Gegen all das wollen wir nun ein durchdringendes, öffentliches Zeichen setzen. So machtvoll wir es überhaupt nur vermögen. Jeder Einzelne ist deshalb gefordert, hier nun wirklich mit zu machen. Nur dann bekommen wir jene erforderliche Menge auf die Straße, die dann auch republikweit gehört wird – besonders unter den Augen der (großenteils eher ‚linken‘) Hamburger Medien von Stern, Spiegel, Zeit, NDR, Mopo, Abendblatt & Co.

Deshalb kommen Sie bitte alle zur Demonstration unserer Alternative für Deutschland gegen die aktuelle Flüchtlings- und Asylpolitik der Bundesregierung und des Hamburger Senats.

Sonnabend, den 31. Oktober 2015, am Steintorplatz beim Hamburger Hauptbahnhof. Wir sammeln uns dort ab 13:00 Uhr. Die Startkundgebung beginnt um 13:30 Uhr und wir setzen uns dann in Bewegung in Richtung Gänsemarkt, um dort gegen 14:45 Uhr unsere Abschluss-Kundgebung zu veranstalten.

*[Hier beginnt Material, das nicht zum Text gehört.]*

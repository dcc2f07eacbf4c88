use super::*;
use crossbeam::scope;
use rand::rngs::StdRng;
use rand::{Rng, SeedableRng};
use std::sync::atomic::{AtomicUsize, Ordering};
use std::sync::Arc;

struct Droppable(Arc<AtomicUsize>);

impl Drop for Droppable {
    fn drop(&mut self) {
        self.0.fetch_add(1, Ordering::SeqCst);
    }
}

#[test]
fn test_basic_push_pop() {
    let mut v = MyVector::new();
    v.push_back(1);
    v.push_back(2);
    v.push_back(3);
    assert_eq!(v.len(), 3);
    assert_eq!(v[0], 1);
    assert_eq!(v[1], 2);
    assert_eq!(v[2], 3);
    assert_eq!(v.pop_back(), Ok(3));
    assert_eq!(v.pop_back(), Ok(2));
    assert_eq!(v.pop_back(), Ok(1));
    assert_eq!(v.pop_back(), Err(VectorError::Empty { op: "pop_back" }));
    assert_eq!(v.len(), 0);
}

#[test]
fn test_canonical_walkthrough() {
    let mut v = MyVector::new();
    v.push_back(10);
    v.push_back(20);
    v.push_back(30);
    assert_eq!(v.len(), 3);
    assert_eq!(v.front(), Ok(&10));
    assert_eq!(v.back(), Ok(&30));

    let pos = v.insert(v.begin() + 1, 15).unwrap();
    assert_eq!(pos.get(&v), Ok(&15));
    assert_eq!(v, [10, 15, 20, 30]);

    let pos = v.erase(v.begin()).unwrap();
    assert_eq!(pos, v.begin());
    assert_eq!(v, [15, 20, 30]);

    let cap = v.capacity();
    v.clear();
    assert_eq!(v.len(), 0);
    assert_eq!(v.capacity(), cap);
}

#[test]
fn test_growth_is_geometric() {
    let mut v = MyVector::new();
    assert_eq!(v.capacity(), 0);
    let mut seen = Vec::new();
    for i in 0..9 {
        v.push_back(i);
        seen.push(v.capacity());
    }
    assert_eq!(seen, vec![1, 2, 4, 4, 8, 8, 8, 8, 16]);
}

#[test]
fn test_growth_from_literal_capacity() {
    let mut v = my_vector![1, 2, 3];
    assert_eq!(v.capacity(), 3);
    v.push_back(4);
    assert_eq!(v.capacity(), 6);
    assert_eq!(v, [1, 2, 3, 4]);
}

#[test]
fn test_capacity_never_shrinks() {
    let mut v: MyVector<u8> = (0..20).collect();
    let cap = v.capacity();
    v.pop_back().unwrap();
    v.erase(v.begin()).unwrap();
    v.remove(3).unwrap();
    assert_eq!(v.capacity(), cap);
    v.clear();
    assert_eq!(v.capacity(), cap);
}

#[test]
fn test_push_then_pop_restores() {
    let mut v = my_vector!['a', 'b'];
    let before = v.clone();
    v.push_back('c');
    assert_eq!(v.pop_back(), Ok('c'));
    assert_eq!(v, before);
}

#[test]
fn test_at_matches_index() {
    let v: MyVector<i64> = (0..10).map(|x| x * x).collect();
    for i in 0..v.len() {
        assert_eq!(v.at(i), Ok(&v[i]));
    }
    assert!(v.at(v.len() - 1).is_ok());
    assert_eq!(
        v.at(v.len()),
        Err(VectorError::OutOfRange {
            op: "at",
            index: 10,
            len: 10
        })
    );
}

#[test]
fn test_huge_index_is_reported_unwrapped() {
    let mut v = my_vector![1, 2, 3];
    let huge = VectorError::OutOfRange {
        op: "at",
        index: isize::MAX,
        len: 3,
    };
    assert_eq!(v.at(usize::MAX), Err(huge));
    assert_eq!(
        v.at(usize::MAX).unwrap_err().to_string(),
        format!("MyVector::at: index {} out of range for length 3", isize::MAX)
    );
    assert_eq!(
        v.remove(usize::MAX),
        Err(VectorError::OutOfRange {
            op: "remove",
            index: isize::MAX,
            len: 3
        })
    );
    assert!(v.insert_at(usize::MAX, 0).unwrap_err().is_out_of_range());
    assert!(v.cursor(usize::MAX).get(&v).is_err());
    assert_eq!(v, [1, 2, 3]);
}

#[test]
fn test_raw_pointers_follow_the_buffer() {
    let mut v = MyVector::with_capacity(2);
    v.push_back(7);
    v.push_back(8);
    assert_eq!(v.as_ptr(), v.as_slice().as_ptr());

    // SAFETY: slot 1 is live and nothing else borrows the vector.
    unsafe { *v.as_mut_ptr().add(1) = 80 };
    assert_eq!(v, [7, 80]);

    let before = v.as_ptr();
    v.push_back(9);
    assert_ne!(v.as_ptr(), before);
    assert_eq!(v.as_ptr(), v.as_slice().as_ptr());
}

#[test]
fn test_at_mut_aliases_storage() {
    let mut v = my_vector![1, 2, 3];
    *v.at_mut(1).unwrap() = 42;
    *v.front_mut().unwrap() += 1;
    *v.back_mut().unwrap() *= 10;
    assert_eq!(v, [2, 42, 30]);
    assert!(v.at_mut(3).unwrap_err().is_out_of_range());
}

#[test]
fn test_front_back_on_empty() {
    let mut v: MyVector<String> = MyVector::new();
    assert_eq!(v.front(), Err(VectorError::Empty { op: "front" }));
    assert_eq!(v.back(), Err(VectorError::Empty { op: "back" }));
    assert!(v.front_mut().unwrap_err().is_out_of_range());
    assert_eq!(
        v.back().unwrap_err().to_string(),
        "MyVector::back: container is empty"
    );
}

#[test]
fn test_insert_remove() {
    let mut v = MyVector::new();
    v.push_back(1);
    v.push_back(3);
    v.insert_at(1, 2).unwrap();
    assert_eq!(v.as_ref(), &[1, 2, 3]);
    assert_eq!(v.remove(1), Ok(2));
    assert_eq!(v.as_ref(), &[1, 3]);
}

#[test]
fn test_insert_shifts_right() {
    let mut v = my_vector![1, 2, 3];
    let end = v.end();
    v.insert(end, 4).unwrap();
    v.insert(v.begin(), 0).unwrap();
    assert_eq!(v.len(), 5);
    assert_eq!(v[0], 0);
    assert_eq!(v, [0, 1, 2, 3, 4]);
}

#[test]
fn test_failed_operations_leave_vector_unchanged() {
    let mut v = MyVector::with_capacity(4);
    v.extend([1, 2, 3]);
    let cap = v.capacity();

    let past_end = v.end() + 1;
    assert_eq!(
        v.insert(past_end, 9),
        Err(VectorError::OutOfRange {
            op: "insert",
            index: 4,
            len: 3
        })
    );
    assert!(v.insert(v.begin() - 1, 9).unwrap_err().is_out_of_range());
    assert!(v.insert_at(4, 9).is_err());
    assert!(v.erase(v.end()).unwrap_err().is_out_of_range());
    assert!(v.remove(3).is_err());
    assert!(v.at(7).is_err());

    assert_eq!(v, [1, 2, 3]);
    assert_eq!(v.capacity(), cap);
}

#[test]
fn test_erase_with_foreign_or_stale_cursor() {
    let mut a = my_vector![1, 2, 3];
    let b = my_vector![1, 2, 3];
    assert_eq!(
        a.erase(b.begin()),
        Err(VectorError::ForeignCursor { op: "erase" })
    );

    let stale = a.begin();
    a.reserve(100);
    assert_eq!(a.erase(stale), Err(VectorError::StaleCursor { op: "erase" }));
    assert!(a.insert(stale, 0).unwrap_err().is_invalid_cursor());
    assert_eq!(a, [1, 2, 3]);
}

#[test]
fn test_cursor_survives_push_without_growth() {
    let mut v = MyVector::with_capacity(4);
    v.push_back(1);
    let first = v.begin();
    v.push_back(2);
    assert_eq!(first.get(&v), Ok(&1));
}

#[test]
fn test_insert_returns_cursor_in_new_buffer() {
    let mut v = my_vector![1, 2];
    let old_begin = v.begin();
    let pos = v.insert(v.begin() + 1, 7).unwrap();
    assert_ne!(pos.offset_from(&old_begin), Ok(1));
    assert_eq!(pos.offset_from(&v.begin()), Ok(1));
    assert_eq!(pos.get(&v), Ok(&7));
}

#[test]
fn test_clone_is_equal_and_independent() {
    let mut original = MyVector::with_capacity(8);
    original.extend([String::from("a"), String::from("b")]);
    let mut copy = original.clone();
    assert_eq!(copy, original);
    assert_eq!(copy.capacity(), 8);

    copy.push_back(String::from("c"));
    copy[0].push('!');
    assert_eq!(original, [String::from("a"), String::from("b")]);
    assert_eq!(copy.len(), 3);
}

#[test]
fn test_clone_from_replaces_everything() {
    let mut dest = my_vector![1, 2, 3, 4, 5];
    let empty: MyVector<i32> = MyVector::new();
    dest.clone_from(&empty);
    assert!(dest.is_empty());
    assert_eq!(dest.capacity(), 0);

    let src = my_vector![9, 8];
    dest.clone_from(&src);
    assert_eq!(dest, src);
    assert_eq!(dest.capacity(), 2);
}

#[test]
fn test_clone_from_keeps_owner_identity() {
    let mut dest = my_vector![1];
    let before = dest.begin();
    dest.clone_from(&my_vector![5, 6]);
    assert_eq!(
        before.get(&dest),
        Err(VectorError::StaleCursor { op: "deref" })
    );
}

#[test]
fn test_take_leaves_source_empty() {
    let mut source = my_vector![1, 2, 3];
    let snapshot = source.clone();
    let cursor = source.begin() + 2;

    let moved = source.take();
    assert_eq!(moved, snapshot);
    assert_eq!(cursor.get(&moved), Ok(&3));
    assert_eq!(source.len(), 0);
    assert_eq!(source.capacity(), 0);
    assert_eq!(source.begin(), source.end());
    assert!(cursor.get(&source).unwrap_err().is_invalid_cursor());
}

#[test]
fn test_assign_from_releases_destination() {
    let counter = Arc::new(AtomicUsize::new(0));
    let mut dest = MyVector::new();
    for _ in 0..3 {
        dest.push_back(Droppable(counter.clone()));
    }
    let mut source = MyVector::new();
    source.push_back(Droppable(counter.clone()));

    dest.assign_from(&mut source);
    assert_eq!(counter.load(Ordering::SeqCst), 3);
    assert_eq!(dest.len(), 1);
    assert!(source.is_empty());
    assert_eq!(source.capacity(), 0);

    drop(source);
    assert_eq!(counter.load(Ordering::SeqCst), 3);
    drop(dest);
    assert_eq!(counter.load(Ordering::SeqCst), 4);
}

#[test]
fn test_raii_drop() {
    let counter = Arc::new(AtomicUsize::new(0));
    {
        let mut v = MyVector::new();
        for _ in 0..10 {
            v.push_back(Droppable(counter.clone()));
        }
    }
    assert_eq!(counter.load(Ordering::SeqCst), 10);
}

#[test]
fn test_each_removal_drops_once() {
    let counter = Arc::new(AtomicUsize::new(0));
    let mut v = MyVector::new();
    for _ in 0..6 {
        v.push_back(Droppable(counter.clone()));
    }

    v.erase(v.begin() + 2).unwrap();
    assert_eq!(counter.load(Ordering::SeqCst), 1);
    let popped = v.pop_back().unwrap();
    assert_eq!(counter.load(Ordering::SeqCst), 1);
    drop(popped);
    assert_eq!(counter.load(Ordering::SeqCst), 2);

    v.clear();
    assert_eq!(counter.load(Ordering::SeqCst), 6);
    drop(v);
    assert_eq!(counter.load(Ordering::SeqCst), 6);
}

#[test]
fn test_iterators() {
    let mut v = MyVector::new();
    v.push_back(10);
    v.push_back(20);
    v.push_back(30);

    let mut sum = 0;
    for &x in &v {
        sum += x;
    }
    assert_eq!(sum, 60);

    for x in &mut v {
        *x += 1;
    }
    assert_eq!(v[0], 11);
    assert_eq!(v.iter().rev().copied().collect::<Vec<_>>(), vec![31, 21, 11]);

    let collected: Vec<i32> = v.into_iter().collect();
    assert_eq!(collected, vec![11, 21, 31]);
}

#[test]
fn test_into_iter_both_ends() {
    let v = my_vector![1, 2, 3, 4];
    let mut it = v.into_iter();
    assert_eq!(it.len(), 4);
    assert_eq!(it.next(), Some(1));
    assert_eq!(it.next_back(), Some(4));
    assert_eq!(it.as_slice(), &[2, 3]);
    assert_eq!(it.next_back(), Some(3));
    assert_eq!(it.next(), Some(2));
    assert_eq!(it.next(), None);
    assert_eq!(it.next_back(), None);
}

#[test]
fn test_into_iter_drops_rest() {
    let counter = Arc::new(AtomicUsize::new(0));
    let mut v = MyVector::new();
    for _ in 0..5 {
        v.push_back(Droppable(counter.clone()));
    }
    let mut it = v.into_iter();
    drop(it.next());
    assert_eq!(counter.load(Ordering::SeqCst), 1);
    drop(it);
    assert_eq!(counter.load(Ordering::SeqCst), 5);
}

#[test]
fn test_concurrency() {
    let mut v = MyVector::new();
    for i in 0..100 {
        v.push_back(i);
    }

    scope(|s| {
        s.spawn(|_| v.iter().sum::<i32>());
        s.spawn(|_| {
            for x in &v {
                let _ = *x;
            }
        });
    })
    .unwrap();

    let handle = std::thread::spawn(move || {
        v.push_back(100);
        v
    });
    let v = handle.join().unwrap();
    assert_eq!(v.back(), Ok(&100));
}

#[test]
fn test_cursor_outlives_thread_round_trip() {
    let mut v = MyVector::with_capacity(4);
    v.push_back(1);
    v.push_back(2);
    let second = v.begin() + 1;

    let v = std::thread::spawn(move || {
        v.push_back(3);
        v
    })
    .join()
    .unwrap();
    assert_eq!(second.get(&v), Ok(&2));

    let v = std::thread::spawn(move || {
        let mut v = v;
        v.push_back(4);
        v.push_back(5);
        v
    })
    .join()
    .unwrap();
    assert_eq!(v.capacity(), 8);
    assert_eq!(second.get(&v), Err(VectorError::StaleCursor { op: "deref" }));
}

#[test]
fn test_try_reserve() {
    let mut v: MyVector<i32> = MyVector::new();
    assert!(v.try_reserve(10).is_ok());
    assert_eq!(v.capacity(), 16);
    assert_eq!(v.try_reserve(usize::MAX), Err(VectorError::CapacityOverflow));
    assert!(v.try_push_back(1).is_ok());
    assert_eq!(v, [1]);
}

#[test]
#[should_panic(expected = "capacity overflow")]
fn test_reserve_overflow_panics() {
    let mut v = my_vector![1u64];
    v.reserve(usize::MAX);
}

#[test]
fn test_zero_sized_elements() {
    let mut v = MyVector::new();
    for _ in 0..5 {
        v.push_back(());
    }
    assert_eq!(v.len(), 5);
    assert_eq!(v.capacity(), 8);
    v.insert(v.begin(), ()).unwrap();
    assert_eq!(v.into_iter().count(), 6);
}

#[test]
fn test_conversions() {
    let from_vec = MyVector::from(vec![1, 2, 3]);
    let from_slice = MyVector::from(&[1, 2, 3][..]);
    assert_eq!(from_vec, from_slice);
    assert_eq!(from_vec.capacity(), 3);
    assert_eq!(from_vec, vec![1, 2, 3]);
    assert_eq!(format!("{:?}", from_vec), "[1, 2, 3]");

    let empty: MyVector<u8> = my_vector![];
    assert_eq!(empty.capacity(), 0);
}

#[test]
fn test_matches_std_vec_under_random_operations() {
    let mut rng = StdRng::seed_from_u64(0x5eed);
    let mut ours: MyVector<u32> = MyVector::new();
    let mut model: Vec<u32> = Vec::new();
    let mut last_cap = 0;

    for _ in 0..2_000 {
        match rng.random_range(0..6) {
            0 | 1 => {
                let x = rng.random();
                ours.push_back(x);
                model.push(x);
            }
            2 => assert_eq!(ours.pop_back().ok(), model.pop()),
            3 => {
                let idx = rng.random_range(0..=model.len() + 1);
                let x = rng.random();
                let res = ours.insert(ours.begin() + idx as isize, x);
                if idx <= model.len() {
                    model.insert(idx, x);
                    assert_eq!(res.unwrap().offset_from(&ours.begin()), Ok(idx as isize));
                } else {
                    assert!(res.unwrap_err().is_out_of_range());
                }
            }
            4 => {
                let idx = rng.random_range(0..=model.len());
                let res = ours.erase(ours.begin() + idx as isize);
                if idx < model.len() {
                    model.remove(idx);
                    assert!(res.is_ok());
                } else {
                    assert!(res.unwrap_err().is_out_of_range());
                }
            }
            _ => {
                if rng.random_ratio(1, 20) {
                    ours.clear();
                    model.clear();
                }
            }
        }

        assert_eq!(ours, model);
        assert!(ours.capacity() >= ours.len());
        assert!(ours.capacity() >= last_cap);
        last_cap = ours.capacity();
    }
}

Auch die Landesverbände Niedersachsen, Schleswig-Holstein, Mecklenburg-Vorpommern und Bremen haben ihre Unterstützung durch Teilnehmer zuge-sagt. Auch namhafte Unterstützung aus dem Bundesvorstand der AfD hat sich angekündigt. Die Polizei wird unseren Demonstrationszug schützen. Gerne dürfen Sie auch Freunde und Verwandte sowie Kollegen und Nachbarn zu dieser Demonstration einladen. Viele originelle, große Banner, Plakate und Slogans, die unsere Anliegen deutlich machen, haben wir für diesen Event vorbereitet.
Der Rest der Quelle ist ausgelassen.